I agree with Helene, you do need to seek out another doctor, one who

will work with you and in your dad's best interest. No treatment at all

is negligence in my opinion.

My mom's hallucinations also started out small and infrequent, which she

would then dismiss with, " Oh I must have been daydreaming. " Then they

became more realistic and frequent, although never scary in the horror

movie sense of the word, they would infuriate her. They are now being

controlled with a delicate " cocktail " of meds that are working well

together, and that includes zoloft that Helene also mentioned, that has

helped incredibly with her suicidal thoughts and depression.

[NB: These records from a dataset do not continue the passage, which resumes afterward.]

//! Configuration loading and validation
//!
//! ## Responsibilities
//!
//! - Load the YAML config file
//! - Apply `FRP_*` environment overrides
//! - Validate recognition backend selection (exactly one)
//! - Resolve filesystem paths

use crate::error::{Error, Result};
use serde::{Deserialize, Serialize};
use std::collections::HashMap;
use std::path::{Path, PathBuf};

pub const DEFAULT_CONFIG_PATH: &str = "/config/config.yml";
pub const DEFAULT_DB_PATH: &str = "/config/platewatch.db";
pub const DEFAULT_SNAPSHOT_DIR: &str = "/plates";
pub const DEFAULT_METRICS_PORT: u16 = 8080;
pub const DEFAULT_MAX_WORKERS: usize = 10;

/// Objects accepted when no explicit object filter is configured
pub const DEFAULT_OBJECTS: &[&str] = &["car", "motorcycle", "bus"];

/// Configuration block for the Frigate integration
#[derive(Debug, Clone, Serialize, Deserialize)]
pub struct FrigateConfig {
    pub frigate_url: String,
    pub mqtt_server: String,

    #[serde(default = "default_mqtt_port")]
    pub mqtt_port: u16,

    #[serde(default)]
    pub mqtt_username: Option<String>,

    #[serde(default)]
    pub mqtt_password: Option<String>,

    #[serde(default = "default_main_topic")]
    pub main_topic: String,

    #[serde(default = "default_return_topic")]
    pub return_topic: Option<String>,

    /// Attribute-scoring feature: upstream events carry a scored
    /// license_plate attribute
    #[serde(default)]
    pub frigate_plus: bool,

    #[serde(default)]
    pub license_plate_min_score: f64,

    #[serde(default)]
    pub camera: Vec<String>,

    #[serde(default)]
    pub zones: Vec<String>,

    #[serde(default)]
    pub objects: Vec<String>,

    /// Minimum recognition confidence; fuzzy watch-list matches are exempt
    #[serde(default)]
    pub min_score: Option<f64>,

    #[serde(default)]
    pub save_snapshots: bool,

    #[serde(default)]
    pub draw_box: bool,

    #[serde(default)]
    pub always_save_snapshot: bool,

    /// Ordered watch-list; order is the fuzzy tie-break
    #[serde(default)]
    pub watched_plates: Vec<String>,

    /// Fuzzy-match ratio threshold in [0,1]; 0 disables the fuzzy tier
    #[serde(default)]
    pub fuzzy_match: f64,

    /// Maximum recognition attempts per event; 0 = unbounded
    #[serde(default)]
    pub max_attempts: u32,
}

fn default_mqtt_port() -> u16 {
    1883
}

fn default_main_topic() -> String {
    "frigate".to_string()
}

fn default_return_topic() -> Option<String> {
    Some("plate_recognizer".to_string())
}

impl FrigateConfig {
    /// Valid object labels, falling back to the built-in default set
    pub fn valid_objects(&self) -> Vec<String> {
        if self.objects.is_empty() {
            DEFAULT_OBJECTS.iter().map(|s| s.to_string()).collect()
        } else {
            self.objects.clone()
        }
    }
}

/// Configuration for the Plate Recognizer API (Backend A)
#[derive(Debug, Clone, Serialize, Deserialize)]
pub struct PlateRecognizerConfig {
    pub token: String,

    #[serde(default)]
    pub regions: Vec<String>,

    #[serde(default)]
    pub api_url: Option<String>,

    #[serde(default = "default_max_retries")]
    pub max_retries: u32,
}

fn default_max_retries() -> u32 {
    3
}

/// Configuration for the CodeProject.AI API (Backend B)
#[derive(Debug, Clone, Serialize, Deserialize)]
pub struct CodeProjectConfig {
    pub api_url: String,
}

/// Filesystem paths used by the application
#[derive(Debug, Clone)]
pub struct PathsConfig {
    pub db_path: PathBuf,
    pub snapshot_dir: PathBuf,
}

impl Default for PathsConfig {
    fn default() -> Self {
        Self {
            db_path: PathBuf::from(DEFAULT_DB_PATH),
            snapshot_dir: PathBuf::from(DEFAULT_SNAPSHOT_DIR),
        }
    }
}

/// Top-level application configuration
#[derive(Debug, Clone, Serialize, Deserialize)]
pub struct AppConfig {
    pub frigate: FrigateConfig,

    #[serde(default)]
    pub plate_recognizer: Option<PlateRecognizerConfig>,

    #[serde(default)]
    pub code_project: Option<CodeProjectConfig>,

    #[serde(default = "default_logger_level")]
    pub logger_level: String,

    #[serde(default = "default_metrics_port")]
    pub metrics_port: u16,

    #[serde(default = "default_max_workers")]
    pub max_workers: usize,

    #[serde(skip, default)]
    pub paths: PathsConfig,
}

fn default_logger_level() -> String {
    "INFO".to_string()
}

fn default_metrics_port() -> u16 {
    DEFAULT_METRICS_PORT
}

fn default_max_workers() -> usize {
    DEFAULT_MAX_WORKERS
}

impl AppConfig {
    pub fn uses_plate_recognizer(&self) -> bool {
        self.plate_recognizer.is_some()
    }

    pub fn uses_code_project(&self) -> bool {
        self.code_project.is_some()
    }

    /// Backend selection is a deployment-time capability choice; exactly one
    /// of the two recognition backends must be configured.
    pub fn validate(&self) -> Result<()> {
        match (&self.plate_recognizer, &self.code_project) {
            (None, None) => Err(Error::Config(
                "Configure either plate_recognizer or code_project".to_string(),
            )),
            (Some(_), Some(_)) => Err(Error::Config(
                "plate_recognizer and code_project are mutually exclusive; configure one"
                    .to_string(),
            )),
            _ => Ok(()),
        }
    }
}

/// Parse a comma separated env value into a list, dropping empty items
fn parse_list(raw: &str) -> Vec<String> {
    raw.split(',')
        .map(|item| item.trim().to_string())
        .filter(|item| !item.is_empty())
        .collect()
}

fn parse_bool(raw: &str) -> Option<bool> {
    match raw.to_ascii_lowercase().as_str() {
        "1" | "true" | "t" | "yes" | "y" | "on" => Some(true),
        "0" | "false" | "f" | "no" | "n" | "off" => Some(false),
        _ => None,
    }
}

/// Apply `FRP_*` environment overrides on top of the file config
pub fn apply_env_overrides(config: &mut AppConfig, env: &HashMap<String, String>) -> Result<()> {
    let get = |key: &str| env.get(key).filter(|v| !v.is_empty());

    if let Some(v) = get("FRP_FRIGATE_URL") {
        config.frigate.frigate_url = v.clone();
    }
    if let Some(v) = get("FRP_MQTT_SERVER") {
        config.frigate.mqtt_server = v.clone();
    }
    if let Some(v) = get("FRP_MQTT_PORT") {
        config.frigate.mqtt_port = v
            .parse()
            .map_err(|_| Error::Config(format!("FRP_MQTT_PORT is not a port: {v}")))?;
    }
    if let Some(v) = get("FRP_MQTT_USERNAME") {
        config.frigate.mqtt_username = Some(v.clone());
    }
    if let Some(v) = get("FRP_MQTT_PASSWORD") {
        config.frigate.mqtt_password = Some(v.clone());
    }
    if let Some(v) = get("FRP_MAIN_TOPIC") {
        config.frigate.main_topic = v.clone();
    }
    if let Some(v) = get("FRP_RETURN_TOPIC") {
        config.frigate.return_topic = Some(v.clone());
    }
    if let Some(v) = get("FRP_FRIGATE_PLUS") {
        config.frigate.frigate_plus = parse_bool(v)
            .ok_or_else(|| Error::Config(format!("FRP_FRIGATE_PLUS is not a boolean: {v}")))?;
    }
    if let Some(v) = get("FRP_MIN_SCORE") {
        config.frigate.min_score = Some(
            v.parse()
                .map_err(|_| Error::Config(format!("FRP_MIN_SCORE is not a number: {v}")))?,
        );
    }
    if let Some(v) = get("FRP_LICENSE_PLATE_MIN_SCORE") {
        config.frigate.license_plate_min_score = v.parse().map_err(|_| {
            Error::Config(format!("FRP_LICENSE_PLATE_MIN_SCORE is not a number: {v}"))
        })?;
    }
    if let Some(v) = get("FRP_FUZZY_MATCH") {
        config.frigate.fuzzy_match = v
            .parse()
            .map_err(|_| Error::Config(format!("FRP_FUZZY_MATCH is not a number: {v}")))?;
    }
    if let Some(v) = get("FRP_MAX_ATTEMPTS") {
        config.frigate.max_attempts = v
            .parse()
            .map_err(|_| Error::Config(format!("FRP_MAX_ATTEMPTS is not an integer: {v}")))?;
    }
    if let Some(v) = get("FRP_CAMERA") {
        config.frigate.camera = parse_list(v);
    }
    if let Some(v) = get("FRP_ZONES") {
        config.frigate.zones = parse_list(v);
    }
    if let Some(v) = get("FRP_OBJECTS") {
        config.frigate.objects = parse_list(v);
    }
    if let Some(v) = get("FRP_WATCHED_PLATES") {
        config.frigate.watched_plates = parse_list(v);
    }
    if let Some(v) = get("FRP_LOG_LEVEL") {
        config.logger_level = v.clone();
    }
    if let Some(v) = get("FRP_METRICS_PORT") {
        config.metrics_port = v
            .parse()
            .map_err(|_| Error::Config(format!("FRP_METRICS_PORT is not a port: {v}")))?;
    }
    if let Some(v) = get("FRP_MAX_WORKERS") {
        config.max_workers = v
            .parse()
            .map_err(|_| Error::Config(format!("FRP_MAX_WORKERS is not an integer: {v}")))?;
    }
    if let Some(v) = get("FRP_PLATE_RECOGNIZER_TOKEN") {
        if let Some(ref mut pr) = config.plate_recognizer {
            pr.token = v.clone();
        }
    }
    if let Some(v) = get("FRP_PLATE_RECOGNIZER_API_URL") {
        if let Some(ref mut pr) = config.plate_recognizer {
            pr.api_url = Some(v.clone());
        }
    }
    if let Some(v) = get("FRP_PLATE_RECOGNIZER_REGIONS") {
        if let Some(ref mut pr) = config.plate_recognizer {
            pr.regions = parse_list(v);
        }
    }
    if let Some(v) = get("FRP_CODE_PROJECT_API_URL") {
        if let Some(ref mut cp) = config.code_project {
            cp.api_url = v.clone();
        }
    }
    if let Some(v) = get("FRP_DB_PATH") {
        config.paths.db_path = PathBuf::from(v);
    }
    if let Some(v) = get("FRP_SNAPSHOT_DIR") {
        config.paths.snapshot_dir = PathBuf::from(v);
    }

    Ok(())
}

/// Parse an AppConfig from YAML text
pub fn parse_config(raw: &str) -> Result<AppConfig> {
    serde_yaml::from_str(raw).map_err(|e| Error::Config(format!("Invalid configuration: {e}")))
}

/// Load, override, and validate the application configuration
pub fn load_app_config(config_path: Option<&Path>) -> Result<AppConfig> {
    let env: HashMap<String, String> = std::env::vars().collect();

    let resolved_path = env
        .get("FRP_CONFIG_PATH")
        .map(PathBuf::from)
        .or_else(|| config_path.map(Path::to_path_buf))
        .unwrap_or_else(|| PathBuf::from(DEFAULT_CONFIG_PATH));

    let raw = std::fs::read_to_string(&resolved_path).map_err(|e| {
        Error::Config(format!(
            "Configuration file not found at {}: {e}. Set FRP_CONFIG_PATH or create the file.",
            resolved_path.display()
        ))
    })?;

    let mut config = parse_config(&raw)?;
    apply_env_overrides(&mut config, &env)?;
    config.validate()?;

    tracing::debug!(path = %resolved_path.display(), "Configuration loaded");
    Ok(config)
}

The main thing to remember when trying a new drug is to try only one at

a time, and start at the lowest possible dosage. If you achieve a good

effect, move on to the next one - again, lowest possible dosage.

My best to you and your family, this is definitely a tough row to hoe,

and one of the most cruel diseases I know of...

--

His,

Sherry

daughter/guardian of , dx 4/09 with LBD, living in a nearby NH

> Hi Tania,

> Perhaps the doctor should try zoloft instead of prozac in terms of an

anti-depressant. Prozac didn't do anything for my mom, but the zoloft did help

a lot. The prozac was also making her see double....

>

> Just because your dad had a bad reaction to seroquel doesn't mean that the

doctor shouldn't also try other drugs - Aricept or Excelon have been used with a

lot of 'success' with LBD patients.

>

> There are some members here that may be able to help you find the right

doctor.

>

> >

> > Dad (dx with LBD early 2011) has still been having a bad time of it since we

saw his neuro in Sydney around 6 weeks ago. His mood is still down because he

was hoping for some positive news from his neuro, only to have the opposite.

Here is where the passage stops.